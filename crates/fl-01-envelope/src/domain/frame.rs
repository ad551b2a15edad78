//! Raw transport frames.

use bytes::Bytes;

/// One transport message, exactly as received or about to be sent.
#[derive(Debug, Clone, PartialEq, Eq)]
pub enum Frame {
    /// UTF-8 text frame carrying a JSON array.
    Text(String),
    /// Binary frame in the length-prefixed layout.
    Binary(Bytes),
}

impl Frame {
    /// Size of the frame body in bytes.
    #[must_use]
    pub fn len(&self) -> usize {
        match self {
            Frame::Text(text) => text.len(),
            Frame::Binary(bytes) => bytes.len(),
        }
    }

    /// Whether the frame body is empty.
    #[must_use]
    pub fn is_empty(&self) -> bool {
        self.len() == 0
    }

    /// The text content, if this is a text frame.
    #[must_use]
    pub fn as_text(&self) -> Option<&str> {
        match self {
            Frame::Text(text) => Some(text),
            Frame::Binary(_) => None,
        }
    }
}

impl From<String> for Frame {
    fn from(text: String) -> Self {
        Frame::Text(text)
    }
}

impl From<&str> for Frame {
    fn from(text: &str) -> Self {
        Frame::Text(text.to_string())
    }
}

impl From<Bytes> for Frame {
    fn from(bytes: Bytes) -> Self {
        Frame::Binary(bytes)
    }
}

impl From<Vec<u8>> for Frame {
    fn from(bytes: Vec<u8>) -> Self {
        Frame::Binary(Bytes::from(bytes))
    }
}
------------------------------------
● **Exercise details**: Every entry should be transcribed exactly, with nothing omitted.

● **Written response**:
filename crates/fl-01-envelope/src/domain/frame.rs
repository ad551b2a15edad78
//! Raw transport frames.

use bytes::Bytes;

/// One transport message, exactly as received or about to be sent.
#[derive(Debug, Clone, PartialEq, Eq)]
pub enum Frame {
    /// UTF-8 text frame carrying a JSON array.
    Text(String),
    /// Binary frame in the length-prefixed layout.
    Binary(Bytes),
}

impl Frame {
    /// Size of the frame body in bytes.
    #[must_use]
    pub fn len(&self) -> usize {
        match self {
            Frame::Text(text) => text.len(),
            Frame::Binary(bytes) => bytes.len(),
        }
    }

    /// Whether the frame body is empty.
    #[must_use]
    pub fn is_empty(&self) -> bool {
        self.len() == 0
    }

    /// The text content, if this is a text frame.
    #[must_use]
    pub fn as_text(&self) -> Option<&str> {
        match self {
            Frame::Text(text) => Some(text),
            Frame::Binary(_) => None,
        }
    }
}

impl From<String> for Frame {
    fn from(text: String) -> Self {
        Frame::Text(text)
    }
}

impl From<&str> for Frame {
    fn from(text: &str) -> Self {
        Frame::Text(text.to_string())
    }
}

impl From<Bytes> for Frame {
    fn from(bytes: Bytes) -> Self {
        Frame::Binary(bytes)
    }
}

impl From<Vec<u8>> for Frame {
    fn from(bytes: Vec<u8>) -> Self {
        Frame::Binary(Bytes::from(bytes))
    }
}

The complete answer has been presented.